Rita Serrano e Marília Scarabello, ou o elo indissociável entre política e arte

Por Fernanda Grigolin*

O meu feed do Instagram está há dois dias repleto de manifestações indignadas e contrárias ao cancelamento da exposição O Grito!, cuja curadoria é de Sylvia Werneck. A mostra selecionada no Programa de Ocupação dos Espaços da Caixa Cultural ficou apenas seis dias em exibição na unidade de Brasília.

A exposição rendeu inúmeras postagens questionadoras sobre o que é arte e qual o papel de um espaço público de arte.
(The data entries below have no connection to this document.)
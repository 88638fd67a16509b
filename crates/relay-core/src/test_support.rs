//! In-process stand-ins for the token endpoint and the relay target.

use std::sync::atomic::{AtomicUsize, Ordering};
use std::sync::{Arc, Mutex};
use std::time::Duration;

use axum::extract::State;
use axum::http::{HeaderMap, StatusCode, header};
use axum::response::IntoResponse;
use axum::routing::post;
use axum::{Json, Router};
use chrono::Utc;
use relay_auth::{AuthorizationChallenge, Credential, CredentialStore, FileStore, StoreFuture};
use serde_json::{Value, json};
use tempfile::TempDir;

pub fn credential_expiring_in(secs: i64) -> Credential {
    Credential {
        access_token: "at_initial".into(),
        refresh_token: "rt_initial".into(),
        expires_at: Utc::now() + chrono::Duration::seconds(secs),
        scopes: vec!["user:inference".into()],
        proxy: None,
    }
}

/// File store in a fresh temp dir, seeded with `accounts`.
pub async fn test_store(accounts: &[(&str, Credential)]) -> (TempDir, Arc<dyn CredentialStore>) {
    let dir = tempfile::tempdir().unwrap();
    let store = FileStore::load(dir.path().join("credentials.json"))
        .await
        .unwrap();
    for (name, credential) in accounts {
        store.save_credential(name, credential.clone()).await.unwrap();
    }
    (dir, Arc::new(store))
}

/// Delegates to `inner` but fails every credential save with a disk error.
pub struct FailingSaveStore {
    pub inner: Arc<dyn CredentialStore>,
}

impl CredentialStore for FailingSaveStore {
    fn load_credential<'a>(&'a self, account: &'a str) -> StoreFuture<'a, Credential> {
        self.inner.load_credential(account)
    }

    fn save_credential<'a>(&'a self, _account: &'a str, _credential: Credential) -> StoreFuture<'a, ()> {
        Box::pin(async { Err(relay_auth::Error::Io("disk full".into())) })
    }

    fn save_transient_state<'a>(
        &'a self,
        state: &'a str,
        challenge: AuthorizationChallenge,
    ) -> StoreFuture<'a, ()> {
        self.inner.save_transient_state(state, challenge)
    }

    fn load_transient_state<'a>(&'a self, state: &'a str) -> StoreFuture<'a, AuthorizationChallenge> {
        self.inner.load_transient_state(state)
    }

    fn delete_transient_state<'a>(&'a self, state: &'a str) -> StoreFuture<'a, ()> {
        self.inner.delete_transient_state(state)
    }

    fn list_accounts(&self) -> StoreFuture<'_, Vec<String>> {
        self.inner.list_accounts()
    }
}

async fn serve(app: Router) -> std::net::SocketAddr {
    let listener = tokio::net::TcpListener::bind("127.0.0.1:0").await.unwrap();
    let addr = listener.local_addr().unwrap();
    tokio::spawn(async move {
        axum::serve(listener, app).await.unwrap();
    });
    addr
}

#[derive(Clone)]
struct TokenBehavior {
    hits: Arc<AtomicUsize>,
    bodies: Arc<Mutex<Vec<Value>>>,
    delay: Duration,
    status: StatusCode,
    lifetime_secs: u64,
}

async fn token_handler(
    State(behavior): State<TokenBehavior>,
    Json(body): Json<Value>,
) -> (StatusCode, Json<Value>) {
    let n = behavior.hits.fetch_add(1, Ordering::SeqCst) + 1;
    behavior.bodies.lock().unwrap().push(body);
    tokio::time::sleep(behavior.delay).await;

    if !behavior.status.is_success() {
        return (behavior.status, Json(json!({"error": "invalid_grant"})));
    }
    (
        StatusCode::OK,
        Json(json!({
            "access_token": format!("at_refreshed_{n}"),
            "refresh_token": format!("rt_refreshed_{n}"),
            "expires_in": behavior.lifetime_secs,
            "token_type": "Bearer",
            "scope": "user:profile user:inference",
        })),
    )
}

/// Token endpoint that numbers every token it issues (`at_refreshed_<n>`).
pub struct MockTokenEndpoint {
    addr: std::net::SocketAddr,
    hits: Arc<AtomicUsize>,
    bodies: Arc<Mutex<Vec<Value>>>,
}

impl MockTokenEndpoint {
    async fn spawn_with(delay: Duration, status: StatusCode, lifetime_secs: u64) -> Self {
        let hits = Arc::new(AtomicUsize::new(0));
        let bodies = Arc::new(Mutex::new(Vec::new()));
        let behavior = TokenBehavior {
            hits: hits.clone(),
            bodies: bodies.clone(),
            delay,
            status,
            lifetime_secs,
        };
        let app = Router::new()
            .route("/v1/oauth/token", post(token_handler))
            .with_state(behavior);
        Self {
            addr: serve(app).await,
            hits,
            bodies,
        }
    }

    pub async fn spawn() -> Self {
        Self::spawn_with(Duration::ZERO, StatusCode::OK, 3600).await
    }

    pub async fn spawn_with_delay(delay: Duration) -> Self {
        Self::spawn_with(delay, StatusCode::OK, 3600).await
    }

    pub async fn spawn_with_lifetime(lifetime_secs: u64) -> Self {
        Self::spawn_with(Duration::ZERO, StatusCode::OK, lifetime_secs).await
    }

    /// Answers every request with 401.
    pub async fn spawn_rejecting() -> Self {
        Self::spawn_with(Duration::ZERO, StatusCode::UNAUTHORIZED, 3600).await
    }

    pub fn token_url(&self) -> String {
        format!("http://{}/v1/oauth/token", self.addr)
    }

    pub fn hits(&self) -> usize {
        self.hits.load(Ordering::SeqCst)
    }

    /// JSON bodies received so far, in arrival order.
    pub fn bodies(&self) -> Vec<Value> {
        self.bodies.lock().unwrap().clone()
    }
}

#[derive(Clone)]
struct UpstreamBehavior {
    status: StatusCode,
    body: &'static str,
    delay: Duration,
    requests: Arc<Mutex<Vec<(HeaderMap, Value)>>>,
}

async fn upstream_handler(
    State(behavior): State<UpstreamBehavior>,
    headers: HeaderMap,
    body: String,
) -> impl IntoResponse {
    let parsed = serde_json::from_str(&body).unwrap_or(Value::Null);
    behavior.requests.lock().unwrap().push((headers, parsed));
    tokio::time::sleep(behavior.delay).await;
    (
        behavior.status,
        [(header::CONTENT_TYPE, "application/json")],
        behavior.body,
    )
}

/// Relay target answering every request with a fixed status and body.
pub struct MockUpstream {
    addr: std::net::SocketAddr,
    requests: Arc<Mutex<Vec<(HeaderMap, Value)>>>,
}

impl MockUpstream {
    pub async fn spawn(status: StatusCode, body: &'static str) -> Self {
        Self::spawn_with_delay(status, body, Duration::ZERO).await
    }

    pub async fn spawn_with_delay(status: StatusCode, body: &'static str, delay: Duration) -> Self {
        let requests = Arc::new(Mutex::new(Vec::new()));
        let behavior = UpstreamBehavior {
            status,
            body,
            delay,
            requests: requests.clone(),
        };
        let app = Router::new()
            .route("/v1/messages", post(upstream_handler))
            .with_state(behavior);
        Self {
            addr: serve(app).await,
            requests,
        }
    }

    pub fn url(&self) -> String {
        format!("http://{}/v1/messages", self.addr)
    }

    pub fn requests(&self) -> Vec<(HeaderMap, Value)> {
        self.requests.lock().unwrap().clone()
    }
}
A extrema-direita pressionou e Rita Serrano foi demitida da presidência da Caixa Econômica Federal e quem assumiu o seu lugar foi uma pessoa indicada por Arthur Lira.

O mesmo Arthur Lira é retratado em uma das imagens construída sob múltiplas vozes e pensada como um site specific pela artista Marília Scarabello em O Grito!. Lira está na lata do lixo juntamente com Damares e Paulo Guedes. Na colagem, Lira olha para quem o retrata, e parece que dai ele emerge mostrando que o lugar no qual foi posto é pequeno e a destruição pode ser ainda maior…

colagem que faz parte do site specific Bandeiras, de Marília Scarabello

Marília desde o início da exposição vem sofrendo ameaças, perseguições e linchamento virtual, alguns questionam: “quem é ela?; como ousa?”. São perguntas sempre feitas às mulheres e aos corpos dissidentes quando atuam, questionam e produzem.

A artista era uma das sete pessoas unidas em um espaço expositivo para problematizarem a representação mais famosa do Sete de Setembro, realizada por Pedro Américo no quadro Independência ou Morte (1888). Élcio Miazaki, Evandro Prado, Gina Dinucci, Moara Tupinambá, Paul Setúbal e Yara Dewachter também faziam parte da mostra cancelada. A curadora, Sylvia Weneck, diz em seu texto que a tela de Pedro Américo é “símbolo da inauguração do Brasil como nação autônoma”. Conforme a curadora, os artistas “examinam e problematizam as narrativas ufanistas eleitas como a história oficial perpetuada nos livros e nas mentes dos brasileiros, que a pintura de Pedro Américo pretendia eternizar.”

O quadro de Américo representa um Brasil que nasce como nação às margens de um riacho com céu azul, espadas ao alto e homens em seus cavalos. Na época, a região do riacho do Ipiranga era um pântano e uma zona de passagem entre São Paulo e Santos, as comitivas eram apenas de cavaleiros esporádicos rumo ao litoral ou regressando dele.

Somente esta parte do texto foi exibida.